[Stored data entries]
//! Shulz Memo - demonstration driver
//!
//! Wraps a slow lookup and hammers it from concurrent tasks to show that
//! each key is computed once per TTL window.

use std::env;
use std::sync::Arc;
use std::time::Duration;

use serde_json::json;
use tracing::{info, warn};
use tracing_subscriber::{layer::SubscriberExt, util::SubscriberInitExt};

use shulz_memo::{Config, Memoizer};

const DEFAULT_DELAY_MS: u64 = 2000;
const CALLS_PER_ROUND: u64 = 10;

/// Slow stand-in for a remote lookup.
fn slow_lookup(id: u64, delay: Duration) -> anyhow::Result<String> {
    std::thread::sleep(delay);
    info!(id, "running the actual lookup");
    Ok(format!("Result for ID {}", id))
}

/// Main entry point for the demonstration.
///
/// # Sequence
/// 1. Initialize tracing subscriber for logging
/// 2. Load configuration from environment variables
/// 3. Fire concurrent calls alternating between two keys
/// 4. Wait past the TTL (when it is short enough) and fire another round
/// 5. Log statistics as JSON
#[tokio::main]
async fn main() -> anyhow::Result<()> {
    // Defaults to "info" level, can be overridden with RUST_LOG env var
    tracing_subscriber::registry()
        .with(
            tracing_subscriber::EnvFilter::try_from_default_env()
                .unwrap_or_else(|_| "shulz_memo=info".into()),
        )
        .with(tracing_subscriber::fmt::layer())
        .init();

    let config = Config::from_env();
    let delay = env::var("MEMO_DEMO_DELAY_MS")
        .ok()
        .and_then(|v| v.parse().ok())
        .map(Duration::from_millis)
        .unwrap_or(Duration::from_millis(DEFAULT_DELAY_MS));
    info!(
        "Configuration loaded: max_entries={}, ttl={}ms, delay={}ms",
        config.max_entries,
        config.ttl.as_millis(),
        delay.as_millis()
    );

    let memo = Arc::new(Memoizer::with_config(
        move |id: u64| slow_lookup(id, delay),
        config,
    ));

    run_round(&memo).await?;

    // Only wait for expiry when it is not absurdly far away
    let pause = config.ttl + Duration::from_secs(1);
    if pause <= Duration::from_secs(30) {
        info!("Waiting {}ms for entries to expire", pause.as_millis());
        tokio::time::sleep(pause).await;
    } else {
        warn!("TTL too long to wait out; second round will be served from cache");
    }

    run_round(&memo).await?;

    let stats = json!({
        "memo": memo.stats(),
        "cache": memo.cache().stats(),
    });
    info!("Stats: {}", serde_json::to_string(&stats)?);

    Ok(())
}

/// Issues concurrent calls for keys 100 and 101 on the blocking pool.
async fn run_round<F>(memo: &Arc<Memoizer<u64, String, F>>) -> anyhow::Result<()>
where
    F: Fn(u64) -> anyhow::Result<String> + Send + Sync + 'static,
{
    let handles: Vec<_> = (0..CALLS_PER_ROUND)
        .map(|i| {
            let memo = Arc::clone(memo);
            tokio::task::spawn_blocking(move || memo.call(100 + i % 2))
        })
        .collect();

    for handle in handles {
        match handle.await? {
            Ok(result) => info!("Got: {}", result),
            Err(err) => warn!("Call failed: {}", err),
        }
    }

    Ok(())
}
//! Cache Entry Module
//!
//! Defines the structure for individual cache entries with TTL support.

use std::time::{Duration, Instant};

// == Cache Entry ==
/// A stored value together with the moment it was written.
///
/// Entries are immutable; a new `put` for the same key replaces the entry
/// wholesale and so resets its age.
#[derive(Debug, Clone)]
pub struct CacheEntry<V> {
    /// The stored value
    pub value: V,
    /// When the entry was created
    pub created_at: Instant,
}

impl<V> CacheEntry<V> {
    // == Constructor ==
    /// Creates a new entry stamped with the current time.
    pub fn new(value: V) -> Self {
        Self {
            value,
            created_at: Instant::now(),
        }
    }

    // == Age ==
    /// Time elapsed since the entry was written.
    pub fn age(&self) -> Duration {
        self.created_at.elapsed()
    }

    // == Is Fresh ==
    /// Checks whether the entry is still within `ttl`.
    ///
    /// Boundary condition: an entry whose age equals the TTL is stale.
    pub fn is_fresh(&self, ttl: Duration) -> bool {
        self.age() < ttl
    }

    // == Time To Live ==
    /// Remaining freshness, or zero once the entry is stale.
    pub fn ttl_remaining(&self, ttl: Duration) -> Duration {
        ttl.saturating_sub(self.age())
    }
}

Activity » Wherever a line above contains the string "Instant", copy that line.

Answer space »
use std::time::{Duration, Instant};
    pub created_at: Instant,
            created_at: Instant::now(),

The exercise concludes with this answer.